Como um todo, quando pensamos no mercado de energia, os esforços incluem ainda aspectos importantes de motivação à pesquisa e ao desenvolvimento das inovações tecnológicas no setor energético. Essa nova arquitetura de distribuição de energia elétrica na era digital se desenha inserida no contexto da internet das coisas, big data, computação em nuvem, inteligência artificial e o que mais vier à frente. Com isso, configuram-se as tendências tecnológicas dos próximos anos conectando tais recursos às tecnologias desenvolvidas por meio das fontes renováveis, exigindo adequação da regulação, operação e comercialização de energia.
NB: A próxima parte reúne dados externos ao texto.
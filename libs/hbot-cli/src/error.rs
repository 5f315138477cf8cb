//! # Error Types
//!
//! Errors raised by the driver. Failures of a single part are collected in
//! the run report instead of stopping the batch.

use std::path::PathBuf;

use hbot_catalog::CatalogError;
use hbot_csg::CsgError;
use hbot_parts::PartError;
use thiserror::Error;

/// Errors that can occur while driving a generation run.
#[derive(Error, Debug)]
pub enum DriverError {
    /// A configuration file could not be read.
    #[error("failed to read {}: {source}", path.display())]
    Read {
        path: PathBuf,
        #[source]
        source: std::io::Error,
    },

    /// The build configuration is not valid JSON for [`BuildConfig`].
    ///
    /// [`BuildConfig`]: crate::BuildConfig
    #[error("invalid build configuration {}: {source}", path.display())]
    Config {
        path: PathBuf,
        #[source]
        source: serde_json::Error,
    },

    /// A catalog table could not be loaded.
    #[error(transparent)]
    Catalog(#[from] CatalogError),

    /// A part generator failed.
    #[error(transparent)]
    Part(#[from] PartError),

    /// The output directory could not be created.
    #[error("failed to create output directory {}: {source}", path.display())]
    OutputDir {
        path: PathBuf,
        #[source]
        source: std::io::Error,
    },

    /// A scene could not be serialized or written.
    #[error("failed to export {}: {source}", path.display())]
    Export {
        path: PathBuf,
        #[source]
        source: CsgError,
    },
}

/// Result type alias for driver operations.
pub type DriverResult<T> = Result<T, DriverError>;
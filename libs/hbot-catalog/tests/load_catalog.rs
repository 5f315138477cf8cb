//! Loading catalog tables from disk.

use std::io::Write;

use hbot_catalog::{Catalog, CatalogError, StandardCatalog};

#[test]
fn load_table_from_file() {
    let mut file = tempfile::NamedTempFile::new().unwrap();
    write!(
        file,
        r#"{{ "motor": {{ "TinyStepper": {{
            "width": 20, "length": 30, "shaft_diameter": 4, "shaft_length": 10,
            "boss_diameter": 16, "boss_height": 1.5, "hole_spacing": 16, "screw_size": "M2"
        }} }} }}"#
    )
    .unwrap();

    let catalog = StandardCatalog::load(file.path()).unwrap();
    let stepper = catalog.stepper("TinyStepper").unwrap();
    assert_eq!(stepper.width, 20.0);
    assert_eq!(stepper.screw_size, "M2");
}

#[test]
fn missing_file_is_an_io_error() {
    let dir = tempfile::tempdir().unwrap();
    let err = StandardCatalog::load(dir.path().join("nope.json")).unwrap_err();
    assert!(matches!(err, CatalogError::Io(_)));
}

#[test]
fn catalog_behind_a_trait_object() {
    let builtin = StandardCatalog::builtin();
    let catalog: &dyn Catalog = &builtin;
    assert_eq!(catalog.linear_bearing("LM10UU").unwrap().outer_diameter, 19.0);
}
//! Tests for the clearance shape library.

use super::*;
use crate::error::CsgError;
use crate::node::Operator;
use crate::primitive::Shape;
use approx::assert_relative_eq;

#[test]
fn test_d_shape_is_cylinder_plus_flat() {
    let shape = d_shape(3.0, 5.0, 10.0).unwrap();
    assert_eq!(shape.operator(), Some(Operator::Union));
    let children = shape.children();
    assert_eq!(children.len(), 2);
    assert!(matches!(
        &children[0],
        Node::Primitive(p) if matches!(p.shape, Shape::Cylinder { radius, .. } if radius == 3.0)
    ));
    let bbox = shape.bounding_box();
    assert_eq!(bbox.min, DVec3::new(-3.0, -3.0, 0.0));
    assert_eq!(bbox.max, DVec3::new(3.0, 5.0, 10.0));
}

#[test]
fn test_d_shape_negative_uses_hole() {
    let shape = d_shape_negative(4.5, 15.0, 31.7).unwrap();
    assert!(matches!(
        &shape.children()[0],
        Node::Primitive(p) if p.shape.is_hole()
    ));
}

#[test]
fn test_n_shape_reaches_both_faces() {
    let shape = n_shape(2.0, 6.0, 4.0).unwrap();
    assert_eq!(shape.primitive_count(), 4);
    let bbox = shape.bounding_box();
    assert_eq!(bbox.min, DVec3::new(-2.0, -2.0, 0.0));
    assert_eq!(bbox.max, DVec3::new(6.0, 6.0, 4.0));
}

#[test]
fn test_nut_trap_for_m3() {
    let trap = nut_trap(5.5, 2.4).unwrap();
    let Node::Primitive(p) = trap else {
        panic!("nut trap should be a single prism");
    };
    let Shape::NGon { apothem, sides, height } = p.shape else {
        panic!("nut trap should be an n-gon");
    };
    assert_eq!(sides, 6);
    assert_relative_eq!(apothem, 2.75);
    assert_relative_eq!(height, 2.5, epsilon = 1e-12);
}

#[test]
fn test_nut_slot_channel_runs_along_x() {
    let slot = nut_slot(5.5, 2.4, 10.0).unwrap();
    let bbox = slot.bounding_box();
    assert_relative_eq!(bbox.max.x, 10.0);
    assert_relative_eq!(bbox.max.z, 2.5, epsilon = 1e-12);
    assert_eq!(slot.primitive_count(), 2);
}

#[test]
fn test_negative_sizes_fail() {
    assert!(matches!(
        d_shape(-1.0, 2.0, 3.0),
        Err(CsgError::InvalidDimension { .. })
    ));
    assert!(nut_slot(5.5, 2.4, -1.0).is_err());
}
//! # Primitives
//!
//! Leaf solids of the CSG tree.
//!
//! ## Shapes
//!
//! - `Cube` - Rectangular box
//! - `Cylinder` - Round prism along local Z
//! - `Cone` - Frustum along local Z
//! - `NGon` - Regular n-sided prism described by its apothem
//! - `Hole` - Cylinder intended as a subtraction operand
//!
//! Round shapes are centred on the local Z axis and start at `z = 0`;
//! boxes start at the local origin. Either can be centred per axis.

use glam::DVec3;

use crate::bounds::BoundingBox;
use crate::error::{ensure_dimension, CsgError, CsgResult};
use crate::transform::Placement;

// =============================================================================
// SHAPE
// =============================================================================

/// Primitive kind and its size parameters.
#[derive(Debug, Clone, PartialEq)]
pub enum Shape {
    /// Rectangular box with edge lengths `size`.
    Cube {
        /// Edge lengths along X, Y and Z.
        size: DVec3,
    },

    /// Cylinder of `radius` extruded `height` along Z.
    Cylinder {
        /// Radius before tolerance.
        radius: f64,
        /// Length along Z.
        height: f64,
    },

    /// Frustum from `radius1` at `z = 0` to `radius2` at `z = height`.
    Cone {
        /// Bottom radius before tolerance.
        radius1: f64,
        /// Top radius before tolerance.
        radius2: f64,
        /// Length along Z.
        height: f64,
    },

    /// Regular prism with `sides` flats at distance `apothem` from the axis.
    /// One pair of flats is perpendicular to Y for even side counts.
    NGon {
        /// Distance from axis to each flat, before tolerance.
        apothem: f64,
        /// Number of flats.
        sides: u32,
        /// Length along Z.
        height: f64,
    },

    /// Cylinder that marks subtraction intent. Same geometry as `Cylinder`.
    Hole {
        /// Radius before tolerance.
        radius: f64,
        /// Length along Z.
        height: f64,
    },
}

impl Shape {
    /// Rejects negative or non-finite sizes and degenerate prisms.
    pub fn validate(&self) -> CsgResult<()> {
        match self {
            Shape::Cube { size } => {
                ensure_dimension("cube size x", size.x)?;
                ensure_dimension("cube size y", size.y)?;
                ensure_dimension("cube size z", size.z)?;
            }
            Shape::Cylinder { radius, height } | Shape::Hole { radius, height } => {
                ensure_dimension("radius", *radius)?;
                ensure_dimension("height", *height)?;
            }
            Shape::Cone {
                radius1,
                radius2,
                height,
            } => {
                ensure_dimension("radius1", *radius1)?;
                ensure_dimension("radius2", *radius2)?;
                ensure_dimension("height", *height)?;
            }
            Shape::NGon {
                apothem,
                sides,
                height,
            } => {
                if *sides < 3 {
                    return Err(CsgError::TooFewSides(*sides));
                }
                ensure_dimension("apothem", *apothem)?;
                ensure_dimension("height", *height)?;
            }
        }
        Ok(())
    }

    /// Short lowercase name used by the scene format.
    pub fn kind_name(&self) -> &'static str {
        match self {
            Shape::Cube { .. } => "cube",
            Shape::Cylinder { .. } => "cylinder",
            Shape::Cone { .. } => "cone",
            Shape::NGon { .. } => "ngon",
            Shape::Hole { .. } => "hole",
        }
    }

    /// Returns true for shapes meant to be subtracted.
    pub fn is_hole(&self) -> bool {
        matches!(self, Shape::Hole { .. })
    }

    /// Full extents along X, Y and Z once `tolerance` is added to radii.
    fn extents(&self, tolerance: f64) -> DVec3 {
        match self {
            Shape::Cube { size } => *size,
            Shape::Cylinder { radius, height } | Shape::Hole { radius, height } => {
                let r = radius + tolerance;
                DVec3::new(2.0 * r, 2.0 * r, *height)
            }
            Shape::Cone {
                radius1,
                radius2,
                height,
            } => {
                let r = radius1.max(*radius2) + tolerance;
                DVec3::new(2.0 * r, 2.0 * r, *height)
            }
            Shape::NGon {
                apothem,
                sides,
                height,
            } => {
                let circumradius =
                    (apothem + tolerance) / (std::f64::consts::PI / f64::from(*sides)).cos();
                DVec3::new(2.0 * circumradius, 2.0 * circumradius, *height)
            }
        }
    }

    fn default_centering(&self) -> [bool; 3] {
        match self {
            Shape::Cube { .. } => [false, false, false],
            _ => [true, true, false],
        }
    }
}

// =============================================================================
// PRIMITIVE
// =============================================================================

/// A placed leaf solid.
#[derive(Debug, Clone, PartialEq)]
pub struct Primitive {
    /// Kind and size.
    pub shape: Shape,
    /// Position and orientation in the parent frame.
    pub placement: Placement,
    /// Whether the solid is centred on the local origin along X, Y and Z.
    pub centered: [bool; 3],
    /// Added to every radius when geometry is realized.
    pub tolerance: f64,
}

impl Primitive {
    /// Validates `shape` and places it at the origin.
    pub fn new(shape: Shape) -> CsgResult<Self> {
        shape.validate()?;
        let centered = shape.default_centering();
        Ok(Self {
            shape,
            placement: Placement::IDENTITY,
            centered,
            tolerance: 0.0,
        })
    }

    /// Rectangular box starting at the origin.
    pub fn cube(size: DVec3) -> CsgResult<Self> {
        Self::new(Shape::Cube { size })
    }

    /// Cylinder along Z, centred in X and Y.
    pub fn cylinder(radius: f64, height: f64) -> CsgResult<Self> {
        Self::new(Shape::Cylinder { radius, height })
    }

    /// Frustum along Z, centred in X and Y.
    pub fn cone(radius1: f64, radius2: f64, height: f64) -> CsgResult<Self> {
        Self::new(Shape::Cone {
            radius1,
            radius2,
            height,
        })
    }

    /// Regular prism along Z, centred in X and Y.
    pub fn ngon(apothem: f64, sides: u32, height: f64) -> CsgResult<Self> {
        Self::new(Shape::NGon {
            apothem,
            sides,
            height,
        })
    }

    /// Subtraction cylinder along Z, centred in X and Y.
    pub fn hole(radius: f64, height: f64) -> CsgResult<Self> {
        Self::new(Shape::Hole { radius, height })
    }

    /// Sets the radial tolerance. The toleranced radius must stay non-negative.
    pub fn with_tolerance(mut self, tolerance: f64) -> CsgResult<Self> {
        if !tolerance.is_finite() {
            return Err(CsgError::InvalidDimension {
                what: "tolerance",
                value: tolerance,
            });
        }
        let smallest_radius = match &self.shape {
            Shape::Cube { .. } => None,
            Shape::Cylinder { radius, .. } | Shape::Hole { radius, .. } => Some(*radius),
            Shape::Cone {
                radius1, radius2, ..
            } => Some(radius1.min(*radius2)),
            Shape::NGon { apothem, .. } => Some(*apothem),
        };
        if let Some(radius) = smallest_radius {
            ensure_dimension("toleranced radius", radius + tolerance)?;
        }
        self.tolerance = tolerance;
        Ok(self)
    }

    /// Overrides per-axis centring.
    pub fn centered(mut self, centered: [bool; 3]) -> Self {
        self.centered = centered;
        self
    }

    /// Extents in the primitive's own frame, before placement.
    pub fn local_bounding_box(&self) -> BoundingBox {
        let extents = self.shape.extents(self.tolerance);
        let mut min = DVec3::ZERO;
        let mut max = DVec3::ZERO;
        for axis in 0..3 {
            if self.centered[axis] {
                min[axis] = -extents[axis] / 2.0;
                max[axis] = extents[axis] / 2.0;
            } else {
                max[axis] = extents[axis];
            }
        }
        BoundingBox::new(min, max)
    }

    /// Extents in the parent frame.
    pub fn bounding_box(&self) -> BoundingBox {
        self.local_bounding_box().transformed(&self.placement)
    }
}

// =============================================================================
// TESTS
// =============================================================================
Alinhar o Brasil com o que há de mais atual no que se diz respeito à regulação dos serviços de eletricidade, apontam-nos reflexões importantes. A modernização traz aspectos positivos, sem dúvida, mas há de se debruçar sobre os gargalos com a mira apontada para o crescimento sustentável. Isso engloba principalmente, no que tange à segurança de mercado, a evolução de garantias e do monitoramento para assegurar a liquidez financeira; além de outros temas como sobrecontratação, contratos legados, vulnerabilidade técnica dos consumidores, medição inteligente, papel e responsabilidades do SUI e do comercializador regulado, maior exposição ao risco pelos comercializadores, os novos leilões de capacidade e, não menos importante, a formação de preço, ou seja, a variação não natural do preço é ponto de atenção para a modernização do setor, visto os impactos nos agentes.
Muito aguardado por massiva parcela do mercado de energia, a expectativa é de que o PL 414/2021, aprovado na Comissão de Infraestrutura do Senado em março de 2020, tenha sua análise destravada ainda este ano. Porém, não é tão simples devido à complexidade que o tema exige. O projeto necessita mais tempo para debate e ajustes, ainda mais em ano eleitoral.
Em resumo, os benefícios são tão diversos quanto seus pontos de atenção. O texto onde se prevê que os todos consumidores poderão negociar energia com liberdade, precisa encontrar seu propósito “direcionador” da modernização, puxando o fio condutor certeiro que beneficie todo o setor; empresas de energia e consumidores. Logo e, contrariando a realidade mundial, finalmente posicionar o Brasil no Top 5 em liberdade energética.